- **TASK BRIEF**: Return every line of the records that includes the string "credential".

------------------------

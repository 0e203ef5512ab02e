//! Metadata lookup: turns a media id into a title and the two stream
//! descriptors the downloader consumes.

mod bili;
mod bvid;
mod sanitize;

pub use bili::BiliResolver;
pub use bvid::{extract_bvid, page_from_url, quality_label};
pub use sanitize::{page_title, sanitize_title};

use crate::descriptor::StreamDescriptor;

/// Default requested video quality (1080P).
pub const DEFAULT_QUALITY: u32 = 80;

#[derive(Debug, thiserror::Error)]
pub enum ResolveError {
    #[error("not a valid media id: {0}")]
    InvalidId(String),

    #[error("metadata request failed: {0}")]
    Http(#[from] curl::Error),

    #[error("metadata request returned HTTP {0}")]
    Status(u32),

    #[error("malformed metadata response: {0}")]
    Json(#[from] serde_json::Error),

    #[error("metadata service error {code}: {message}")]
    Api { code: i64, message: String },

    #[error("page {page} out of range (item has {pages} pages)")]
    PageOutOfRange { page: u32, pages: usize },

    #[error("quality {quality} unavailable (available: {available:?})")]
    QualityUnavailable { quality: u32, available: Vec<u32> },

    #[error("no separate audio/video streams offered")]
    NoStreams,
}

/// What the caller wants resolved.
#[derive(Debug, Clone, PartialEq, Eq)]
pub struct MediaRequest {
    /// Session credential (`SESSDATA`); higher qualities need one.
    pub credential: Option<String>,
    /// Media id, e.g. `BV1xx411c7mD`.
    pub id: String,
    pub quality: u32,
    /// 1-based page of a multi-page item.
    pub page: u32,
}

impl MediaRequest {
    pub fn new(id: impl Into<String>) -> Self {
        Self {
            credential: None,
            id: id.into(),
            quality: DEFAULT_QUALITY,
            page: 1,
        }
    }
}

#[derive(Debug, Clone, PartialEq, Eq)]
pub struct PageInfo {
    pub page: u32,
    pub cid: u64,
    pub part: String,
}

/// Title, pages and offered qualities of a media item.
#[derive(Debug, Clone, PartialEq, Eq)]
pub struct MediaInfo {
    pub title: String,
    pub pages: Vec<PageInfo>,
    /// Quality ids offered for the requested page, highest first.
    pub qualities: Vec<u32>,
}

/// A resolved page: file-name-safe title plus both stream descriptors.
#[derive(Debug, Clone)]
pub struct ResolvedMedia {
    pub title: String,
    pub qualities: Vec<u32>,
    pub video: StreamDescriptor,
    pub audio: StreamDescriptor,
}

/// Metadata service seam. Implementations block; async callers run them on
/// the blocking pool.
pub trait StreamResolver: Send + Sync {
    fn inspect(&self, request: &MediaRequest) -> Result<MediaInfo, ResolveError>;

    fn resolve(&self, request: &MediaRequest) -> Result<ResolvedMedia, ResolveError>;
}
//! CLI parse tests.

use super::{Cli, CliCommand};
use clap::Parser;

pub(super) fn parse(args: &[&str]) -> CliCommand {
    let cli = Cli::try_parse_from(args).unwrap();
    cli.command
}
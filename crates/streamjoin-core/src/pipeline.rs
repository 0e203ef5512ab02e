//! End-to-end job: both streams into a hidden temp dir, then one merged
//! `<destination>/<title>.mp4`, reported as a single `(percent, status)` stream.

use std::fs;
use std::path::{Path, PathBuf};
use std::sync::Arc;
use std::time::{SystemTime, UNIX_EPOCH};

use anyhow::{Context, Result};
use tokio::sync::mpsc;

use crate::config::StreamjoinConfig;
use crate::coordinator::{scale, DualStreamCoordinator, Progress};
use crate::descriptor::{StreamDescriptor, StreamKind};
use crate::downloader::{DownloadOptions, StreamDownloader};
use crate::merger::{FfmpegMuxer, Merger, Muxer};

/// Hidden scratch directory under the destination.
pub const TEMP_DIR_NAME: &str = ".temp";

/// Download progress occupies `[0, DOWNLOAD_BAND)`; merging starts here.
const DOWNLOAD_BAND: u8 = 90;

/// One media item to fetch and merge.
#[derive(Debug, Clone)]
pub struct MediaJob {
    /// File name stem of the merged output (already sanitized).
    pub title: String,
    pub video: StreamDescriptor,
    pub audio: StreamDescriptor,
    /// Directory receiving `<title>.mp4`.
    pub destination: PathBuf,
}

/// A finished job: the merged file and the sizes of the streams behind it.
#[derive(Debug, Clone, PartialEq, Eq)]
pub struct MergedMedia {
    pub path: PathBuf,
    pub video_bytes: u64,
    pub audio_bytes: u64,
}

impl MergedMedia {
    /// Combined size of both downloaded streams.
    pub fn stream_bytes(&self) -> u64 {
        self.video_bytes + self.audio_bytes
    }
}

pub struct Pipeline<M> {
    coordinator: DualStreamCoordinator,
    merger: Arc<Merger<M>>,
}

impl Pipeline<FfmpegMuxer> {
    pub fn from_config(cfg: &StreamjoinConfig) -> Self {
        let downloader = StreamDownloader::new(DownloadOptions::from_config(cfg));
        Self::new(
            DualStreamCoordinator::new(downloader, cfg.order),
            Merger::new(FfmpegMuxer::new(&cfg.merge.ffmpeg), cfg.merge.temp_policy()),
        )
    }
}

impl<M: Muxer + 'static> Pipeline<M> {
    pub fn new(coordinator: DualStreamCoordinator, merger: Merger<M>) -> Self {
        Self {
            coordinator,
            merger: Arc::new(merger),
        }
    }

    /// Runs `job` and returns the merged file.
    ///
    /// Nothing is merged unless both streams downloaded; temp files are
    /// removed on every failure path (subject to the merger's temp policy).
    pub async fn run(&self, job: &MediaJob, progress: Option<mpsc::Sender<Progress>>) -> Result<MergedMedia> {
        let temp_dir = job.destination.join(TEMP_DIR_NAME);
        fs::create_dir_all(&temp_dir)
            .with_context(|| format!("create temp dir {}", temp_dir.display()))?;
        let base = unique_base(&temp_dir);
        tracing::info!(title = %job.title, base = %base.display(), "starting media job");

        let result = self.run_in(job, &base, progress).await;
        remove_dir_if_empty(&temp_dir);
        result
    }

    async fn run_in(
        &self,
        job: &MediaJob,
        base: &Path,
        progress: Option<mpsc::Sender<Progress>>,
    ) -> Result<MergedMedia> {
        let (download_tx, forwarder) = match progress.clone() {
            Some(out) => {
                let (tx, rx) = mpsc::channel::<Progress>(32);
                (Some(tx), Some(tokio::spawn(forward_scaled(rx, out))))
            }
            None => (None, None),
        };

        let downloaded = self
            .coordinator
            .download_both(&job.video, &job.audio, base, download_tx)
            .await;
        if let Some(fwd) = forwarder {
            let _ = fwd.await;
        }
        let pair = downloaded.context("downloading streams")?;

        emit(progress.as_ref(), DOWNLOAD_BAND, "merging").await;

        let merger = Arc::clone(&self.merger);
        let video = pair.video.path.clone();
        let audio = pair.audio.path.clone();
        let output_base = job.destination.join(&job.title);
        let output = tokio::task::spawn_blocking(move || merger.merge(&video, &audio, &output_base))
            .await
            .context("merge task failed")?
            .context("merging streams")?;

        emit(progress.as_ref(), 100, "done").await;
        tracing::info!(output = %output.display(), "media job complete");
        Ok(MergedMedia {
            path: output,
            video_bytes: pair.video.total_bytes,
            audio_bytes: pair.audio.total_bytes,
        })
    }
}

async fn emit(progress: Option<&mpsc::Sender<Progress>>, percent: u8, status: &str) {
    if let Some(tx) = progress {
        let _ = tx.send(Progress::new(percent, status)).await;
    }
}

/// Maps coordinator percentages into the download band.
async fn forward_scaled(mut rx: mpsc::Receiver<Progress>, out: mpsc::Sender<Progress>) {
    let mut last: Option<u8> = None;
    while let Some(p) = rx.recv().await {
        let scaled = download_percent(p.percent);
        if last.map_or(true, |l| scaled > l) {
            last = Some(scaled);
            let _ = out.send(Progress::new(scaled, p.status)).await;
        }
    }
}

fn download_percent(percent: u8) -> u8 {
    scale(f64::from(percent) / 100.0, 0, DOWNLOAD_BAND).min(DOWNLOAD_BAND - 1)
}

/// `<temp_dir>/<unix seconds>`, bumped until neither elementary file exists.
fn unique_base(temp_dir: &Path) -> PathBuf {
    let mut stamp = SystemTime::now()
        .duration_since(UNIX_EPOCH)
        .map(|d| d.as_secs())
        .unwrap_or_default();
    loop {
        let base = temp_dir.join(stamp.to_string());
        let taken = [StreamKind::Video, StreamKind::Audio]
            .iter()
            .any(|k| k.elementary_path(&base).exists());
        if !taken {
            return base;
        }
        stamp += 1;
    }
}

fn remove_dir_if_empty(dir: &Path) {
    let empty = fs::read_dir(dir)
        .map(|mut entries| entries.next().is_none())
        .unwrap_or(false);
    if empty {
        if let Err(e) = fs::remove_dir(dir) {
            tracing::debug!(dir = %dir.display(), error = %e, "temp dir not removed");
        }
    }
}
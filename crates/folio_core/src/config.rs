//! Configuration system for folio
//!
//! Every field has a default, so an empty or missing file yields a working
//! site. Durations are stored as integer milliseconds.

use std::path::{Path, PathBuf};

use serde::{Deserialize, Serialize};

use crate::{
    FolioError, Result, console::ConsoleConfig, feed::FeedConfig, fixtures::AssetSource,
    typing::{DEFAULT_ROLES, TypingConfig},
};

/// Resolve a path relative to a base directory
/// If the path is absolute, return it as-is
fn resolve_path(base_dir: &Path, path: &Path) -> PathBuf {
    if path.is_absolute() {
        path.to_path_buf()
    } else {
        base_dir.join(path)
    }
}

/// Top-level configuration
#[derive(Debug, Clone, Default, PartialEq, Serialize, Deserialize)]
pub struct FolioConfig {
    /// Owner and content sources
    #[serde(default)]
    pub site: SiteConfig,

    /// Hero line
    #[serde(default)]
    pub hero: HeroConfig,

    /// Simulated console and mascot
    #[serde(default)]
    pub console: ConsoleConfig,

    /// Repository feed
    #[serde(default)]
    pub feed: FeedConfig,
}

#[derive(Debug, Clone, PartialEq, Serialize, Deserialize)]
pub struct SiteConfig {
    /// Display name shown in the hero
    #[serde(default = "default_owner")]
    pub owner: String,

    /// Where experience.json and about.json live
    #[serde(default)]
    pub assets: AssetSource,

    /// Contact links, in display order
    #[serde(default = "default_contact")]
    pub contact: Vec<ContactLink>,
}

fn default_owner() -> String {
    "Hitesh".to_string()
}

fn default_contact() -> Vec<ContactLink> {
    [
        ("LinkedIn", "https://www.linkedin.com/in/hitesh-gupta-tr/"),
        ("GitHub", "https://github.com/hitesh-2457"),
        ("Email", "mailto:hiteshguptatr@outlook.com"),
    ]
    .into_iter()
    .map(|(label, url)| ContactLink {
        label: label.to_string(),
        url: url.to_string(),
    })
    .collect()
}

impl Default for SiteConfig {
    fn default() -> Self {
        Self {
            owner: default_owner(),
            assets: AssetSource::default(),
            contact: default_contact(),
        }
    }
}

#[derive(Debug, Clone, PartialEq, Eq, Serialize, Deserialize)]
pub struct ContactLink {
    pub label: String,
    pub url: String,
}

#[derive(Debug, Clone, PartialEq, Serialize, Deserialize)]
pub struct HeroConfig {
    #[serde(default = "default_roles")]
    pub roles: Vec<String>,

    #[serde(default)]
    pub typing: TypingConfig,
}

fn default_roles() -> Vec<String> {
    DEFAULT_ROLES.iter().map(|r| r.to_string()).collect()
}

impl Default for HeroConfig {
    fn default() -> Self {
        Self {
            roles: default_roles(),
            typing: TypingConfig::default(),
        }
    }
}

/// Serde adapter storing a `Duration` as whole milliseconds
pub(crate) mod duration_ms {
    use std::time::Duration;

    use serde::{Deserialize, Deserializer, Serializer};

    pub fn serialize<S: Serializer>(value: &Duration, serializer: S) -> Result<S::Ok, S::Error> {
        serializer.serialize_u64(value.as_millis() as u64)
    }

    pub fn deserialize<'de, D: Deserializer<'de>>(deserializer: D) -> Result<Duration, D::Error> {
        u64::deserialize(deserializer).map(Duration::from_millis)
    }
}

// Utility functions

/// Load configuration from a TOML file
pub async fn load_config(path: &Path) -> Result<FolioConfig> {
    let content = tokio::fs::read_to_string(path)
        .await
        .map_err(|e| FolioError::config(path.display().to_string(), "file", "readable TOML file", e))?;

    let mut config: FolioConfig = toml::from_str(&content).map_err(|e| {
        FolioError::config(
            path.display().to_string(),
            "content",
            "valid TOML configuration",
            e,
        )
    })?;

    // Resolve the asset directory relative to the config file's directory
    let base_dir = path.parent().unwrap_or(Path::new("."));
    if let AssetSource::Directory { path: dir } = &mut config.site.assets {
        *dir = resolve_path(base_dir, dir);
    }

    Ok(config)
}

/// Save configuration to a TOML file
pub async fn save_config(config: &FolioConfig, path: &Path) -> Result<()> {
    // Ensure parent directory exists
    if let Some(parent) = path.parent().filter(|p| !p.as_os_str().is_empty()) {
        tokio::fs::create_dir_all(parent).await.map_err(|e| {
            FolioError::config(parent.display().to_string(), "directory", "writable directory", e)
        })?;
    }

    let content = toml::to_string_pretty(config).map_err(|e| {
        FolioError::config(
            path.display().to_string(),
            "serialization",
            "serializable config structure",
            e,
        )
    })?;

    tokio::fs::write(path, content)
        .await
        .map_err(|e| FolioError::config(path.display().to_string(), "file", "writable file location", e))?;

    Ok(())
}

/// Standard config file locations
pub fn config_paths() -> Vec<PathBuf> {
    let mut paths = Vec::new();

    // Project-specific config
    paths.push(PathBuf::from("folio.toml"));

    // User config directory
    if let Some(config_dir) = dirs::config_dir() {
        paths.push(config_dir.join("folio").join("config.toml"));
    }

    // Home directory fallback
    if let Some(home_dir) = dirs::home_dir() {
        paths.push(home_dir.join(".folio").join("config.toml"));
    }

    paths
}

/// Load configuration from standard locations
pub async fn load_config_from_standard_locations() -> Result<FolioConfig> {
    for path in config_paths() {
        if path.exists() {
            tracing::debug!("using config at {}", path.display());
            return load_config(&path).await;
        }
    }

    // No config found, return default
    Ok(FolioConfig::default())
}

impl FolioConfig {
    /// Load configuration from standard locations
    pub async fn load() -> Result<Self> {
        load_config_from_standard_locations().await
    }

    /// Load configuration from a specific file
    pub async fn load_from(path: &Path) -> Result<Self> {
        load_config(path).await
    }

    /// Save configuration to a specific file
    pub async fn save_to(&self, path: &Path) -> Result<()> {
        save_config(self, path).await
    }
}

------------------------

- **REPLY TO THE TASK**:
    /// Session credential (`SESSDATA`); higher qualities need one.
    pub credential: Option<String>,
            credential: None,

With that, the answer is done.